Defendants established their prima facie entitlement to judgment as a matter of law in this action where plaintiff's decedent was struck and killed by a police patrol car driven by defendant Officer Duran as he was responding to a radio call of an officer in need of assistance.  “[A] police officer's conduct in pursuing a suspected lawbreaker may not form the basis of civil liability to an injured bystander unless the officer acted in reckless disregard for the safety of others” (Saarinen v. Kerr, 84 N.Y.2d 494, 501 [1994];  see Vehicle and Traffic Law § 1104).

Defendants established that Duran did not act with reckless disregard for the safety of others by submitting, inter alia, the testimony of both Duran and his partner, who provided consistent accounts that the officers were on patrol when they received a radio call from an officer in need of assistance.   Duran immediately activated the patrol car's emergency lights and siren, and proceeded to the location by traveling north in the northbound lane on Eighth Avenue.   After passing through an intersection, where they had a green light in their favor, the patrol car struck the decedent.   Duran's failure to see the decedent prior to impact is not the type of conduct that has been found to be reckless (see Szczerbiak v. Pilat, 90 N.Y.2d 553 [1997];  Turini v. County of Suffolk, 8 AD3d 260 [2004], lv denied 3 NY3d 611 [2004];  cf.   Baines v. City of New York, 269 A.D.2d 309 [2000], lv denied 95 N.Y.2d 757 [2000] ).

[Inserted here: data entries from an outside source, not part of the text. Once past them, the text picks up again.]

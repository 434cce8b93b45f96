use quick_xml::events::{BytesStart, Event};
use quick_xml::Reader;
use std::path::{Path, PathBuf};
use tracing::{debug, warn};

use crate::error::{ImportError, TrackError};
use crate::import::TrackImporter;
use crate::track::{summarize_with, ElevationPolicy, TrackSummary, Trackpoint};

/// Parse every `<trkpt>` of a GPX document, in document order.
///
/// Route points and waypoints are ignored. An `<ele>` child that is missing or
/// not a number leaves the point without elevation. Fails when the XML is
/// broken, a coordinate is missing or unparseable, or fewer than two
/// trackpoints are present.
pub fn parse_gpx(xml: &str) -> Result<Vec<Trackpoint>, TrackError> {
    let mut reader = Reader::from_str(xml);
    let mut points = Vec::new();
    let mut current: Option<Trackpoint> = None;
    // Open elements; `read_text` consumes an `<ele>` through its end tag
    let mut depth = 0usize;

    loop {
        match reader.read_event() {
            Ok(Event::Start(e)) => match e.local_name().as_ref() {
                b"trkpt" => {
                    depth += 1;
                    current = Some(parse_coordinates(&e, points.len())?);
                }
                b"ele" if current.is_some() => {
                    let text = reader
                        .read_text(e.name())
                        .map_err(|err| xml_error(&reader, err))?;
                    let elevation = text.trim().parse::<f64>().ok();
                    if elevation.is_none() {
                        warn!(index = points.len(), value = %text, "Ignoring non-numeric elevation");
                    }
                    if let Some(point) = current.as_mut() {
                        point.elevation = elevation;
                    }
                }
                _ => depth += 1,
            },
            Ok(Event::Empty(e)) => {
                if e.local_name().as_ref() == b"trkpt" {
                    points.push(parse_coordinates(&e, points.len())?);
                }
            }
            Ok(Event::End(e)) => {
                depth = depth.saturating_sub(1);
                if e.local_name().as_ref() == b"trkpt" {
                    if let Some(point) = current.take() {
                        points.push(point);
                    }
                }
            }
            Ok(Event::Eof) => {
                if depth > 0 || current.is_some() {
                    return Err(TrackError::malformed(format!(
                        "unexpected end of document with {} unclosed element(s)",
                        depth
                    )));
                }
                break;
            }
            Err(err) => return Err(xml_error(&reader, err)),
            _ => {}
        }
    }

    if points.len() < 2 {
        return Err(TrackError::malformed(format!(
            "expected at least 2 <trkpt> elements, found {}",
            points.len()
        )));
    }

    debug!(points = points.len(), "Parsed GPX trackpoints");
    Ok(points)
}

/// Parse a GPX document and summarize its track
pub fn summarize_gpx(xml: &str, policy: ElevationPolicy) -> Result<TrackSummary, TrackError> {
    let points = parse_gpx(xml)?;
    summarize_with(&points, policy)
}

fn xml_error(reader: &Reader<&[u8]>, err: quick_xml::Error) -> TrackError {
    TrackError::malformed(format!(
        "invalid XML at byte {}: {}",
        reader.buffer_position(),
        err
    ))
}

fn parse_coordinates(e: &BytesStart<'_>, index: usize) -> Result<Trackpoint, TrackError> {
    let mut lat: Option<f64> = None;
    let mut lon: Option<f64> = None;

    for attr in e.attributes() {
        let attr = attr.map_err(|err| {
            TrackError::malformed(format!("bad attribute on trkpt #{}: {}", index, err))
        })?;
        let value = std::str::from_utf8(&attr.value).unwrap_or_default();
        match attr.key.local_name().as_ref() {
            b"lat" => lat = Some(parse_degrees(value, "lat", 90.0, index)?),
            b"lon" => lon = Some(parse_degrees(value, "lon", 180.0, index)?),
            _ => {}
        }
    }

    match (lat, lon) {
        (Some(latitude), Some(longitude)) => Ok(Trackpoint::new(latitude, longitude)),
        (None, _) => Err(TrackError::malformed(format!(
            "trkpt #{} is missing the lat attribute",
            index
        ))),
        (_, None) => Err(TrackError::malformed(format!(
            "trkpt #{} is missing the lon attribute",
            index
        ))),
    }
}

fn parse_degrees(value: &str, name: &str, limit: f64, index: usize) -> Result<f64, TrackError> {
    let degrees = value.trim().parse::<f64>().map_err(|_| {
        TrackError::malformed(format!(
            "trkpt #{} has an unparseable {} value '{}'",
            index, name, value
        ))
    })?;

    if !degrees.is_finite() || degrees.abs() > limit {
        return Err(TrackError::malformed(format!(
            "trkpt #{} has {} {} outside ±{}",
            index, name, degrees, limit
        )));
    }

    Ok(degrees)
}

/// GPX importer for GPS track data
pub struct GpxImporter;

impl GpxImporter {
    pub fn new() -> Self {
        Self
    }
}

impl Default for GpxImporter {
    fn default() -> Self {
        Self::new()
    }
}

impl TrackImporter for GpxImporter {
    fn can_import(&self, file_path: &Path) -> bool {
        file_path
            .extension()
            .and_then(|ext| ext.to_str())
            .map(|ext| ext.eq_ignore_ascii_case("gpx"))
            .unwrap_or(false)
    }

    fn import_file(&self, file_path: &Path) -> Result<Vec<Trackpoint>, ImportError> {
        let xml = std::fs::read_to_string(file_path).map_err(|source| ImportError::Io {
            path: file_path.to_path_buf(),
            source,
        })?;

        parse_gpx(&xml).map_err(|source| ImportError::Track {
            path: PathBuf::from(file_path),
            source,
        })
    }

    fn format_name(&self) -> &'static str {
        "GPX"
    }
}

#[cfg(test)]
mod tests {
    use super::*;

    const SAMPLE: &str = r#"<?xml version="1.0" encoding="UTF-8"?>
<gpx version="1.1" creator="test" xmlns="http://www.topografix.com/GPX/1/1">
  <wpt lat="10.0" lon="10.0"><ele>999</ele></wpt>
  <trk>
    <name>Elephant Mountain</name>
    <trkseg>
      <trkpt lat="25.0330" lon="121.5654"><ele>10</ele><time>2024-03-01T06:00:00Z</time></trkpt>
      <trkpt lat="25.0340" lon="121.5660"><ele>15</ele></trkpt>
    </trkseg>
    <trkseg>
      <trkpt lat="25.0345" lon="121.5665"><ele> 12 </ele></trkpt>
    </trkseg>
  </trk>
</gpx>"#;

    #[test]
    fn test_parse_keeps_document_order() {
        let points = parse_gpx(SAMPLE).unwrap();

        assert_eq!(points.len(), 3);
        assert_eq!(points[0], Trackpoint::with_elevation(25.0330, 121.5654, 10.0));
        assert_eq!(points[1], Trackpoint::with_elevation(25.0340, 121.5660, 15.0));
        assert_eq!(points[2], Trackpoint::with_elevation(25.0345, 121.5665, 12.0));
    }

    #[test]
    fn test_summarize_gpx() {
        let summary = summarize_gpx(SAMPLE, ElevationPolicy::default()).unwrap();
        assert_eq!(summary.point_count, 3);
        assert!((summary.total_elevation_gain_m - 5.0).abs() < 1e-9);
        assert!((summary.total_elevation_loss_m - 3.0).abs() < 1e-9);
    }

    #[test]
    fn test_missing_and_non_numeric_elevation() {
        let xml = r#"<gpx><trk><trkseg>
            <trkpt lat="1.0" lon="2.0"/>
            <trkpt lat="1.1" lon="2.1"><ele>n/a</ele></trkpt>
        </trkseg></trk></gpx>"#;

        let points = parse_gpx(xml).unwrap();
        assert_eq!(points.len(), 2);
        assert!(points.iter().all(|p| p.elevation.is_none()));
    }

    #[test]
    fn test_missing_latitude_is_malformed() {
        let xml = r#"<gpx><trk><trkseg>
            <trkpt lon="2.0"><ele>1</ele></trkpt>
            <trkpt lat="1.1" lon="2.1"/>
        </trkseg></trk></gpx>"#;

        let err = parse_gpx(xml).unwrap_err();
        assert!(matches!(err, TrackError::MalformedInput { ref reason } if reason.contains("lat")));
    }

    #[test]
    fn test_unparseable_or_out_of_range_coordinate() {
        let bad_number = r#"<gpx><trkpt lat="north" lon="2"/><trkpt lat="1" lon="2"/></gpx>"#;
        assert!(matches!(
            parse_gpx(bad_number),
            Err(TrackError::MalformedInput { .. })
        ));

        let out_of_range = r#"<gpx><trkpt lat="91" lon="2"/><trkpt lat="1" lon="2"/></gpx>"#;
        assert!(matches!(
            parse_gpx(out_of_range),
            Err(TrackError::MalformedInput { .. })
        ));
    }

    #[test]
    fn test_fewer_than_two_trackpoints() {
        let xml = r#"<gpx><trk><trkseg><trkpt lat="1" lon="2"/></trkseg></trk>
            <rte><rtept lat="1" lon="3"/></rte></gpx>"#;
        let err = parse_gpx(xml).unwrap_err();
        assert!(matches!(err, TrackError::MalformedInput { ref reason } if reason.contains("found 1")));

        assert!(parse_gpx("not xml at all").is_err());
    }

    #[test]
    fn test_truncated_document_is_malformed() {
        let truncated = r#"<gpx><trk><trkseg><trkpt lat="0" lon="0"></trkpt><trkpt lat="0" lon="1"></trkpt><trkpt lat="0" lon="2">"#;
        let err = parse_gpx(truncated).unwrap_err();
        assert!(matches!(err, TrackError::MalformedInput { ref reason } if reason.contains("unexpected end")));

        // Cut after the last trackpoint closed, with the track still open
        let unclosed = r#"<gpx><trk><trkseg><trkpt lat="0" lon="0"/><trkpt lat="0" lon="1"/>"#;
        assert!(matches!(
            parse_gpx(unclosed),
            Err(TrackError::MalformedInput { .. })
        ));
    }

    #[test]
    fn test_waypoint_elevation_does_not_unbalance_depth() {
        let points = parse_gpx(SAMPLE).unwrap();
        assert_eq!(points.len(), 3);
    }

    #[test]
    fn test_importer_extension_check() {
        let importer = GpxImporter::new();
        assert!(importer.can_import(Path::new("morning.gpx")));
        assert!(importer.can_import(Path::new("MORNING.GPX")));
        assert!(!importer.can_import(Path::new("morning.fit")));
        assert!(!importer.can_import(Path::new("gpx")));
    }
}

In opposition, plaintiff failed to raise a triable issue of fact.   The discrepancies cited by plaintiff surrounding the happening of the accident, i.e. that Duran was going 60 mph instead of 40 mph and that he was traveling north in a southbound lane, would not constitute evidence of recklessness on the part of officers responding to an emergency as set forth in Vehicle and Traffic Law § 1104 (see Turini at 262).   Furthermore, the affidavit of plaintiff's accident investigation specialist lacked probative value since it consists of speculative assertions unsupported by adequate foundational facts and accepted industry standards, and fails to identify any reckless conduct on the part of Duran (see Salzano v. Korba, 296 A.D.2d 393 [2002] ).

We have considered plaintiff's remaining arguments and find them unavailing.